Best shoes: Motion-control shoes or high-stability shoes with firm midsoles. These shoes must be fairly resistant to twisting or bending. We strongly recommend to stay away from highly cushioned, highly curved shoes, which lack stability features.
The high-arched foot leaves a print showing a very narrow band—or no band at all—between the forefoot and the heel. A curved, highly arched foot is generally supinated or under-pronated. Reason being the foot doesn’t pronate enough, usually it’s not an effective shock absorber.
Best shoes: Cushioned shoes with plenty of flexibility to encourage foot motion. Avoid motion-control or stability shoes, which reduce foot mobility.
When buying shoes try implementing the following rules:
- Match the shoe to the sport: Choose a shoe specific for the activity in which you will participate. Running shoes are predominately made to absorb shock as the heel strikes the ground. In contrast, tennis shoes provide more side-to-side stability. Walking shoes allow the foot to roll and push off naturally during walking, and they usually have a fairly rigid arch, a well-cushioned sole, and a stiff heel support for stability.
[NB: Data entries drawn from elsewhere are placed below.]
//! Typed AST layer over the CST
//!
//! Thin, type-safe wrappers over the raw nodes that rules and fix providers
//! inspect. Each wrapper implements [`AstNode::cast`] to safely convert from
//! a [`SyntaxNode`].

use super::nodes::direct_token;
use super::{SyntaxKind, SyntaxNode, SyntaxToken};

/// Helper trait for casting CST nodes to typed wrappers
pub trait AstNode: Sized {
    fn can_cast(kind: SyntaxKind) -> bool;
    fn cast(node: SyntaxNode) -> Option<Self>;
    fn syntax(&self) -> &SyntaxNode;
}

macro_rules! ast_node {
    ($(#[$meta:meta])* $name:ident, $kind:ident) => {
        $(#[$meta])*
        #[derive(Debug, Clone, PartialEq, Eq, Hash)]
        pub struct $name {
            syntax: SyntaxNode,
        }

        impl AstNode for $name {
            fn can_cast(kind: SyntaxKind) -> bool {
                kind == SyntaxKind::$kind
            }

            fn cast(node: SyntaxNode) -> Option<Self> {
                if Self::can_cast(node.kind()) {
                    Some(Self { syntax: node })
                } else {
                    None
                }
            }

            fn syntax(&self) -> &SyntaxNode {
                &self.syntax
            }
        }
    };
}

/// Significant direct child tokens of a node
fn significant_tokens(node: &SyntaxNode) -> impl Iterator<Item = SyntaxToken> + '_ {
    node.children_with_tokens()
        .filter_map(|element| element.into_token())
        .filter(|token| !token.kind().is_trivia())
}

// ============================================================================
// Expressions
// ============================================================================

ast_node!(
    /// `( expression )`
    ParenExpr,
    ParenExpr
);

/// Expressions that never need parentheses around them
pub fn is_primary_expression(kind: SyntaxKind) -> bool {
    matches!(
        kind,
        SyntaxKind::NameExpr
            | SyntaxKind::LiteralExpr
            | SyntaxKind::ThisExpr
            | SyntaxKind::CallExpr
            | SyntaxKind::MemberExpr
            | SyntaxKind::ParenExpr
            | SyntaxKind::NewExpr
    )
}

impl ParenExpr {
    pub fn l_paren(&self) -> Option<SyntaxToken> {
        direct_token(&self.syntax, SyntaxKind::LParen)
    }

    pub fn r_paren(&self) -> Option<SyntaxToken> {
        direct_token(&self.syntax, SyntaxKind::RParen)
    }

    pub fn expression(&self) -> Option<SyntaxNode> {
        self.syntax.children().find(|child| child.kind().is_expression())
    }

    /// Both parentheses and the inner expression are present
    pub fn is_complete(&self) -> bool {
        self.l_paren().is_some() && self.r_paren().is_some() && self.expression().is_some()
    }

    /// The expression sits where any expression is accepted without
    /// parentheses: a statement, an initializer, an argument, a condition or
    /// the right side of an assignment
    pub fn in_full_expression_position(&self) -> bool {
        let Some(parent) = self.syntax.parent() else {
            return false;
        };
        match parent.kind() {
            SyntaxKind::ExprStmt
            | SyntaxKind::ReturnStmt
            | SyntaxKind::LocalDecl
            | SyntaxKind::FieldDecl
            | SyntaxKind::EnumMember
            | SyntaxKind::ArgList
            | SyntaxKind::ParenExpr
            | SyntaxKind::IfStmt
            | SyntaxKind::WhileStmt
            | SyntaxKind::SwitchStmt
            | SyntaxKind::SwitchLabel => true,
            SyntaxKind::AssignExpr => parent.first_child().as_ref() != Some(&self.syntax),
            _ => false,
        }
    }

    /// The parentheses can be removed when this expression replaces `outer`
    pub fn is_redundant_in_place_of(&self, outer: &ParenExpr) -> bool {
        self.is_complete()
            && self.expression().is_some_and(|inner| {
                is_primary_expression(inner.kind()) || outer.in_full_expression_position()
            })
    }

    /// The parentheses can be removed where they stand
    pub fn is_redundant(&self) -> bool {
        self.is_redundant_in_place_of(self)
    }
}

// ============================================================================
// Declarations
// ============================================================================

ast_node!(
    /// `[Attr, Attr(args)]`
    AttributeList,
    AttributeList
);

impl AttributeList {
    pub fn l_bracket(&self) -> Option<SyntaxToken> {
        direct_token(&self.syntax, SyntaxKind::LBracket)
    }

    pub fn r_bracket(&self) -> Option<SyntaxToken> {
        direct_token(&self.syntax, SyntaxKind::RBracket)
    }

    pub fn attributes(&self) -> impl Iterator<Item = SyntaxNode> + '_ {
        self.syntax
            .children()
            .filter(|child| child.kind() == SyntaxKind::Attribute)
    }

    pub fn commas(&self) -> impl Iterator<Item = SyntaxToken> + '_ {
        significant_tokens(&self.syntax).filter(|token| token.kind() == SyntaxKind::Comma)
    }
}

ast_node!(
    /// Declaration modifiers such as `public static`
    ModifierList,
    ModifierList
);

/// Canonical position of a modifier: access, then `static`, then the rest
pub fn modifier_rank(kind: SyntaxKind) -> u8 {
    match kind {
        SyntaxKind::PublicKw
        | SyntaxKind::ProtectedKw
        | SyntaxKind::InternalKw
        | SyntaxKind::PrivateKw => 0,
        SyntaxKind::StaticKw => 1,
        _ => 2,
    }
}

impl ModifierList {
    pub fn modifiers(&self) -> impl Iterator<Item = SyntaxToken> + '_ {
        significant_tokens(&self.syntax)
    }

    /// Modifiers already follow the canonical order
    pub fn is_ordered(&self) -> bool {
        let ranks: Vec<u8> = self.modifiers().map(|token| modifier_rank(token.kind())).collect();
        ranks.windows(2).all(|pair| pair[0] <= pair[1])
    }
}

ast_node!(
    /// A type in a declaration: `int`, `Name`, `System.String`
    TypeRef,
    TypeRef
);

/// Framework type names and the keyword aliases that replace them
const BUILTIN_ALIASES: [(&str, SyntaxKind); 11] = [
    ("Boolean", SyntaxKind::BoolKw),
    ("Byte", SyntaxKind::ByteKw),
    ("Char", SyntaxKind::CharKw),
    ("Int16", SyntaxKind::ShortKw),
    ("Int32", SyntaxKind::IntKw),
    ("Int64", SyntaxKind::LongKw),
    ("Single", SyntaxKind::FloatKw),
    ("Double", SyntaxKind::DoubleKw),
    ("Decimal", SyntaxKind::DecimalKw),
    ("Object", SyntaxKind::ObjectKw),
    ("String", SyntaxKind::StringKw),
];

impl TypeRef {
    pub fn tokens(&self) -> impl Iterator<Item = SyntaxToken> + '_ {
        significant_tokens(&self.syntax)
    }

    /// Keyword alias for `Int32` or `System.Int32`, if this type has one
    pub fn builtin_alias(&self) -> Option<SyntaxKind> {
        let texts: Vec<String> = self.tokens().map(|token| token.text().to_string()).collect();
        let name = match texts.as_slice() {
            [name] => name,
            [system, dot, name] if system.as_str() == "System" && dot.as_str() == "." => name,
            _ => return None,
        };
        BUILTIN_ALIASES
            .iter()
            .find(|(framework, _)| *framework == name.as_str())
            .map(|(_, keyword)| *keyword)
    }
}

#[cfg(test)]
mod tests {
    use super::*;
    use crate::syntax::parse;

    fn find<N: AstNode>(source: &str) -> Vec<N> {
        SyntaxNode::new_root(parse(source).green)
            .descendants()
            .filter_map(N::cast)
            .collect()
    }

    #[test]
    fn test_paren_redundancy() {
        let parens = find::<ParenExpr>("x = (a + b) * (c);\n");
        assert_eq!(parens.len(), 2);
        assert!(!parens[0].is_redundant());
        assert!(parens[1].is_redundant());

        let parens = find::<ParenExpr>("return (a + b);\n");
        assert!(parens[0].is_redundant());
    }

    #[test]
    fn test_nested_parens_redundant_in_outer_position() {
        let parens = find::<ParenExpr>("y = x * ((a + b));\n");
        let (outer, inner) = (&parens[0], &parens[1]);
        assert!(outer.is_redundant());
        assert!(!inner.is_redundant_in_place_of(outer));

        let parens = find::<ParenExpr>("return ((a + b));\n");
        assert!(parens[1].is_redundant_in_place_of(&parens[0]));
    }

    #[test]
    fn test_incomplete_parens_are_not_redundant() {
        let parens = find::<ParenExpr>("x = (a;\n");
        assert!(!parens[0].is_complete());
        assert!(!parens[0].is_redundant());
    }

    #[test]
    fn test_attribute_list_parts() {
        let lists = find::<AttributeList>("[A, B(1), C] class C { }");
        let list = &lists[0];
        assert_eq!(list.attributes().count(), 3);
        assert_eq!(list.commas().count(), 2);
        assert!(list.l_bracket().is_some() && list.r_bracket().is_some());
    }

    #[test]
    fn test_modifier_order() {
        let lists = find::<ModifierList>("class C { static public int x; public static int y; }");
        assert!(!lists[0].is_ordered());
        assert!(lists[1].is_ordered());
    }

    #[test]
    fn test_builtin_alias_lookup() {
        let types = find::<TypeRef>("class C { Int32 a; System.String b; Foo.String c; int d; }");
        let aliases: Vec<Option<SyntaxKind>> = types.iter().map(TypeRef::builtin_alias).collect();
        assert_eq!(
            aliases,
            vec![Some(SyntaxKind::IntKw), Some(SyntaxKind::StringKw), None, None]
        );
    }
}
- Ideally if you can shop at specialty stores that specialize in athletic shoes: Employees at these stores are often trained to recommend a shoe that best matches your stride pattern and foot type (explained above).
- Look for your shoe late in the day: If possible, shop for shoes in the afternoon or after a workout. This is normally when your feet are generally at their largest. Remember when you shop bring a pair of socks which you will normally wear during exercise, and if you use orthotic devices for postural support, make sure you wear them when trying on shoes.
- Ensure your feet are measured every time: It’s important to have the length and width of both feet measured when shopping for shoes. Reason being as one gets older usually one foot is slightly bigger than the other. Another good tip from Podiatrists is that your feet should be measured when you are weight-bearing, because the foot elongates and flattens when you stand, affecting the measurement and the fit of the shoe.
- Make sure the shoe fits correctly: Choose shoes for their fit, not by the size you’ve worn in the past. The shoe should fit with an index finger’s width between the end of the shoe and the longest toe. The toe box should have adequate room and not feel tight. The heel of your foot should fit snugly against the back of the shoe without sliding up or down as you walk or run. If possible, keep the shoe on for 10 minutes to make sure it remains comfortable.
How Long Do Shoes Last?
After purchasing a pair of athletic shoes, don’t run them into the ground. While estimates vary as to when the best time to replace old shoes is, most experts agree that between 300 and 500 miles is optimal. In fact, most shoes should be replaced even before they begin to show signs of moderate wear. Once shoes show wear, especially in the cushioning layer called the mid-sole, they also begin to lose their shock absorption. Failure to replace worn shoes is a common cause of injuries like shin splints, heel spurs, and plantar fasciitis.